The Yazidis of northern Iraq, an ancient religious minority brutally persecuted by ISIS, want nothing more than peace, security, and a better life in their home town of Sinjar - but they want it on their terms.

Many there distrust a new security and reconstruction plan unveiled this week by the Baghdad government and Kurdish regional authorities which hailed it as a “historic” agreement.

“The deal could pacify Sinjar - but it might also make the situation even worse,” said Talal Saleh, a Yazidi in exile in nearby Kurdistan.

The Yazidis have suffered since ISIS marauded into Sinjar in 2014, one of the Sunni extremist group’s conquests that shocked the West into military action to stop it.

ISIS viewed the Yazidis as devil worshippers for their faith that combines Zoroastrian, Christian, Manichean, Jewish, and Muslim beliefs.

It slaughtered more than 3,000 Yazidis, enslaved 7,000 women and girls, and displaced most of its 550,000-strong community.

Since ISIS was driven out of Sinjar by US-backed Kurdish forces in 2015, the town and its surrounding areas are controlled by a patchwork of armed groups including the Iraqi army, Shi’ite Muslim militia, and Yazidi and Kurdish militants with different loyalties.

The government plan would enforce security and allow the return of tens of thousands of Yazidis afraid to go back because of a lack of security and basic services, according to the office of Iraqi Prime Minister Mustafa al-Kadhimi.

But many Sinjar natives feel the plan is vague, dictated by Baghdad and the Kurdish capital of Erbil.

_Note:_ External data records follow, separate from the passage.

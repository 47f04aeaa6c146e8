//! Shared configuration for lintwire plugin processes.
//!
//! A plugin is launched by the host and dials back to it over a Unix domain
//! socket or TCP. The endpoint and the logging setup are resolved from, in
//! increasing order of precedence: built-in defaults, a TOML configuration
//! file, `LINTWIRE_*` environment variables, and command-line flags.

mod defaults;
mod logging;
mod socket;

use std::ffi::OsString;
use std::sync::Arc;

use ortho_config::{OrthoConfig, OrthoError};
use serde::{Deserialize, Serialize};

pub use defaults::{
    DEFAULT_LOG_FILTER, DEFAULT_TCP_PORT, HOST_SOCKET_NAME, default_log_filter,
    default_log_filter_string, default_log_format, default_socket_endpoint,
};
pub use logging::{LogFormat, LogFormatParseError};
pub use socket::{SocketEndpoint, SocketParseError};

/// Resolved plugin configuration.
#[derive(Debug, Clone, PartialEq, Eq, Deserialize, Serialize, OrthoConfig)]
#[ortho_config(prefix = "LINTWIRE")]
pub struct Config {
    /// Endpoint of the host process the plugin reports to.
    #[serde(default = "default_socket_endpoint")]
    #[ortho_config(default = default_socket_endpoint())]
    pub host_socket: SocketEndpoint,
    /// Tracing filter expression, in `EnvFilter` syntax.
    #[serde(default = "default_log_filter_string")]
    #[ortho_config(default = default_log_filter_string())]
    pub log_filter: String,
    /// Output format for log records written to stderr.
    #[serde(default = "default_log_format")]
    #[ortho_config(default = default_log_format())]
    pub log_format: LogFormat,
}

impl Default for Config {
    fn default() -> Self {
        Self {
            host_socket: default_socket_endpoint(),
            log_filter: default_log_filter_string(),
            log_format: default_log_format(),
        }
    }
}

impl Config {
    /// Endpoint of the host process.
    #[must_use]
    pub const fn host_socket(&self) -> &SocketEndpoint {
        &self.host_socket
    }

    /// Tracing filter expression.
    #[must_use]
    pub fn log_filter(&self) -> &str {
        self.log_filter.as_str()
    }

    /// Log output format.
    #[must_use]
    pub const fn log_format(&self) -> LogFormat {
        self.log_format
    }

    /// Loads configuration from the process arguments and environment.
    ///
    /// # Errors
    ///
    /// Returns the aggregated loader error when any layer fails to parse.
    pub fn load_from_env() -> Result<Self, Arc<OrthoError>> {
        Self::load_from_iter(std::env::args_os().collect::<Vec<OsString>>())
    }
}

They say it has not included them and entails security reforms that could mean more division and violence.

“The PKK and their Yazidi allies are not just going to leave Sinjar without a fight,” Saleh said.

The security arrangements include booting out the PKK, a Kurdish separatist group that has fought a decades-long insurgency in Turkey and bases itself in northern Iraq.

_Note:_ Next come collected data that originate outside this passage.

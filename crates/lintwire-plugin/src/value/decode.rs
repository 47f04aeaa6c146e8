//! Binding conforming dynamic values to typed destinations.

use std::collections::{BTreeMap, HashMap};
use std::fmt;
use std::hash::BuildHasher;
use std::num::FpCategory;

use super::{ConversionTarget, DynamicValue, Number, PathStep, render_path};

/// A value conforming to one of the supported [`ConversionTarget`]s.
#[derive(Debug, Clone, PartialEq, Eq)]
pub enum TypedValue {
    /// A string.
    String(String),
    /// A whole number.
    Integer(i64),
    /// A list of strings.
    StringList(Vec<String>),
    /// A list of whole numbers.
    IntegerList(Vec<i64>),
    /// A map of strings.
    StringMap(BTreeMap<String, String>),
    /// A map of whole numbers.
    IntegerMap(BTreeMap<String, i64>),
}

impl TypedValue {
    /// Returns the target this value was decoded for.
    #[must_use]
    pub const fn target(&self) -> ConversionTarget {
        match self {
            Self::String(_) => ConversionTarget::String,
            Self::Integer(_) => ConversionTarget::Integer,
            Self::StringList(_) => ConversionTarget::StringList,
            Self::IntegerList(_) => ConversionTarget::IntegerList,
            Self::StringMap(_) => ConversionTarget::StringMap,
            Self::IntegerMap(_) => ConversionTarget::IntegerMap,
        }
    }
}

/// A value could not be bound to the requested destination.
#[derive(Debug, Clone, PartialEq, Eq)]
pub struct DecodeError {
    path: String,
    message: String,
}

impl DecodeError {
    fn at(path: &[PathStep], message: impl Into<String>) -> Self {
        Self {
            path: render_path(path),
            message: message.into(),
        }
    }

    /// Location of the offending element, empty at the top level.
    #[must_use]
    pub const fn path(&self) -> &str {
        self.path.as_str()
    }

    /// Description of the failure.
    #[must_use]
    pub const fn message(&self) -> &str {
        self.message.as_str()
    }
}

impl fmt::Display for DecodeError {
    fn fmt(&self, f: &mut fmt::Formatter<'_>) -> fmt::Result {
        if self.path.is_empty() {
            f.write_str(&self.message)
        } else {
            write!(f, "{}: {}", self.path, self.message)
        }
    }
}

impl std::error::Error for DecodeError {}

/// Decodes `value` into `target`.
///
/// Null and unknown values are rejected at any depth, as are numbers with a
/// fractional part when a whole number is required.
///
/// # Errors
///
/// Returns a [`DecodeError`] naming the first offending element.
///
/// # Example
///
/// ```
/// use lintwire_plugin::value::{ConversionTarget, DynamicValue, TypedValue, decode};
///
/// let typed = decode(DynamicValue::from(3_i64), ConversionTarget::Integer).expect("whole number");
/// assert_eq!(typed, TypedValue::Integer(3));
/// ```
pub fn decode(value: DynamicValue, target: ConversionTarget) -> Result<TypedValue, DecodeError> {
    let mut path = Vec::new();
    match target {
        ConversionTarget::String => decode_string(value, &path).map(TypedValue::String),
        ConversionTarget::Integer => decode_integer(value, &path).map(TypedValue::Integer),
        ConversionTarget::StringList => {
            decode_list(value, &mut path, decode_string).map(TypedValue::StringList)
        }
        ConversionTarget::IntegerList => {
            decode_list(value, &mut path, decode_integer).map(TypedValue::IntegerList)
        }
        ConversionTarget::StringMap => {
            decode_map(value, &mut path, decode_string).map(TypedValue::StringMap)
        }
        ConversionTarget::IntegerMap => {
            decode_map(value, &mut path, decode_integer).map(TypedValue::IntegerMap)
        }
    }
}

fn reject_absent(value: &DynamicValue, path: &[PathStep]) -> Result<(), DecodeError> {
    match value {
        DynamicValue::Null => Err(DecodeError::at(path, "value must not be null")),
        DynamicValue::Unknown => Err(DecodeError::at(path, "value must be known")),
        _ => Ok(()),
    }
}

fn decode_string(value: DynamicValue, path: &[PathStep]) -> Result<String, DecodeError> {
    reject_absent(&value, path)?;
    match value {
        DynamicValue::String(text) => Ok(text),
        other => Err(DecodeError::at(
            path,
            format!("string required, found {}", other.kind()),
        )),
    }
}

fn decode_integer(value: DynamicValue, path: &[PathStep]) -> Result<i64, DecodeError> {
    reject_absent(&value, path)?;
    match value {
        DynamicValue::Number(number) => whole_number(&number, path),
        other => Err(DecodeError::at(
            path,
            format!("number required, found {}", other.kind()),
        )),
    }
}

fn whole_number(number: &Number, path: &[PathStep]) -> Result<i64, DecodeError> {
    if let Some(integer) = number.as_i64() {
        return Ok(integer);
    }
    if number.is_u64() {
        return Err(DecodeError::at(path, format!("{number} is out of range")));
    }
    let Some(float) = number.as_f64() else {
        return Err(DecodeError::at(path, format!("{number} is not representable")));
    };
    if float.fract().classify() != FpCategory::Zero {
        return Err(DecodeError::at(
            path,
            format!("value must be a whole number, found {number}"),
        ));
    }
    format!("{float:.0}")
        .parse::<i64>()
        .map_err(|_| DecodeError::at(path, format!("{number} is out of range")))
}

fn decode_list<T>(
    value: DynamicValue,
    path: &mut Vec<PathStep>,
    element: fn(DynamicValue, &[PathStep]) -> Result<T, DecodeError>,
) -> Result<Vec<T>, DecodeError> {
    reject_absent(&value, path)?;
    let DynamicValue::List(items) = value else {
        return Err(DecodeError::at(
            path,
            format!("list required, found {}", value.kind()),
        ));
    };
    let mut decoded = Vec::with_capacity(items.len());
    for (index, item) in items.into_iter().enumerate() {
        path.push(PathStep::Index(index));
        let result = element(item, path);
        path.pop();
        decoded.push(result?);
    }
    Ok(decoded)
}

fn decode_map<T>(
    value: DynamicValue,
    path: &mut Vec<PathStep>,
    element: fn(DynamicValue, &[PathStep]) -> Result<T, DecodeError>,
) -> Result<BTreeMap<String, T>, DecodeError> {
    reject_absent(&value, path)?;
    let DynamicValue::Map(entries) = value else {
        return Err(DecodeError::at(
            path,
            format!("map required, found {}", value.kind()),
        ));
    };
    let mut decoded = BTreeMap::new();
    for (key, item) in entries {
        path.push(PathStep::Key(key.clone()));
        let result = element(item, path);
        path.pop();
        decoded.insert(key, result?);
    }
    Ok(decoded)
}

mod sealed {
    pub trait Sealed {}
}

/// Rust types an evaluated expression can be decoded into.
///
/// The set is closed: strings, 64- and 32-bit integers, and lists and
/// string-keyed maps of either.
pub trait Destination: sealed::Sealed + Sized {
    /// Target the dynamic value is decoded for.
    const TARGET: ConversionTarget;

    /// Narrows a decoded value to this type.
    ///
    /// # Errors
    ///
    /// Fails when `value` was decoded for another target or does not fit
    /// this type's range.
    fn from_typed(value: TypedValue) -> Result<Self, DecodeError>;
}

fn wrong_target(expected: ConversionTarget, value: &TypedValue) -> DecodeError {
    DecodeError::at(
        &[],
        format!("{expected} required, found {}", value.target()),
    )
}

macro_rules! destination {
    ($ty:ty, $variant:ident) => {
        impl sealed::Sealed for $ty {}

        impl Destination for $ty {
            const TARGET: ConversionTarget = ConversionTarget::$variant;

            fn from_typed(value: TypedValue) -> Result<Self, DecodeError> {
                match value {
                    TypedValue::$variant(inner) => Ok(inner),
                    other => Err(wrong_target(Self::TARGET, &other)),
                }
            }
        }
    };
}

impl sealed::Sealed for String {}

impl Destination for String {
    const TARGET: ConversionTarget = ConversionTarget::String;

    fn from_typed(value: TypedValue) -> Result<Self, DecodeError> {
        match value {
            TypedValue::String(text) => Ok(text),
            other => Err(wrong_target(Self::TARGET, &other)),
        }
    }
}

impl sealed::Sealed for i64 {}

impl Destination for i64 {
    const TARGET: ConversionTarget = ConversionTarget::Integer;

    fn from_typed(value: TypedValue) -> Result<Self, DecodeError> {
        match value {
            TypedValue::Integer(integer) => Ok(integer),
            other => Err(wrong_target(Self::TARGET, &other)),
        }
    }
}

impl sealed::Sealed for i32 {}

impl Destination for i32 {
    const TARGET: ConversionTarget = ConversionTarget::Integer;

    fn from_typed(value: TypedValue) -> Result<Self, DecodeError> {
        match value {
            TypedValue::Integer(integer) => Self::try_from(integer).map_err(|_| {
                DecodeError::at(&[], format!("{integer} is out of range for a 32-bit integer"))
            }),
            other => Err(wrong_target(Self::TARGET, &other)),
        }
    }
}

destination!(Vec<String>, StringList);
destination!(Vec<i64>, IntegerList);
destination!(BTreeMap<String, String>, StringMap);
destination!(BTreeMap<String, i64>, IntegerMap);

impl<S: BuildHasher + Default> sealed::Sealed for HashMap<String, String, S> {}

impl<S: BuildHasher + Default> Destination for HashMap<String, String, S> {
    const TARGET: ConversionTarget = ConversionTarget::StringMap;

    fn from_typed(value: TypedValue) -> Result<Self, DecodeError> {
        match value {
            TypedValue::StringMap(entries) => Ok(entries.into_iter().collect()),
            other => Err(wrong_target(Self::TARGET, &other)),
        }
    }
}

impl<S: BuildHasher + Default> sealed::Sealed for HashMap<String, i64, S> {}

impl<S: BuildHasher + Default> Destination for HashMap<String, i64, S> {
    const TARGET: ConversionTarget = ConversionTarget::IntegerMap;

    fn from_typed(value: TypedValue) -> Result<Self, DecodeError> {
        match value {
            TypedValue::IntegerMap(entries) => Ok(entries.into_iter().collect()),
            other => Err(wrong_target(Self::TARGET, &other)),
        }
    }
}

It would also drive out PKK “affiliates”, an apparent reference to a Yazidi force of hundreds of fighters.

ESCAPE

The PKK with Yazidi volunteers helped thousands of Yazidis escape the IS onslaught to Syria after the Iraqi army fled many areas of Nineveh province and Erbil’s peshmerga forces retreated.

The peshmerga returned to help recapture Sinjar‮‮ ‬‬with US air support.

The PKK is under attack by Turkish forces in Iraq and exists uneasily alongside the peshmerga and the Iraqi army.

The army and the Popular Mobilisation Forces (PMF), Iraq’s state paramilitary body dominated by Shiite militias, would oversee the ejection of the PKK, according to a copy of the plan seen by Reuters.

Some locals fear this could split up families where siblings sometimes belong to different militias, forces, and groups. The Yazidis also have their own force in the PMF, separate to the Yazidi PKK affiliate.

“There are about six political groups in Sinjar now. Brothers belonging to the same family each join different parties,” said Akram Rasho, another displaced Yazidi in Kurdistan.

Baghdad and Erbil defend the plan.

“This is a good step to solve problems,” said Kurdistan government spokesman Jotiar Adil.

Sinjar has also been caught up in a territorial dispute between Baghdad and Erbil since a failed Kurdish bid for full independence in 2017.

Under the plan for Sinjar, the Baghdad and Erbil governments would choose a new mayor and administrators and appoint 2,500 new local security personnel.

Supporters of the PKK suspect those would include returning Yazidis affiliated with the peshmerga.

At a demonstration against the deal in Sinjar on Sunday, Yazidi tribal leader Shamo Khadida shouted, “Sinjar belongs to its people and we are the people.”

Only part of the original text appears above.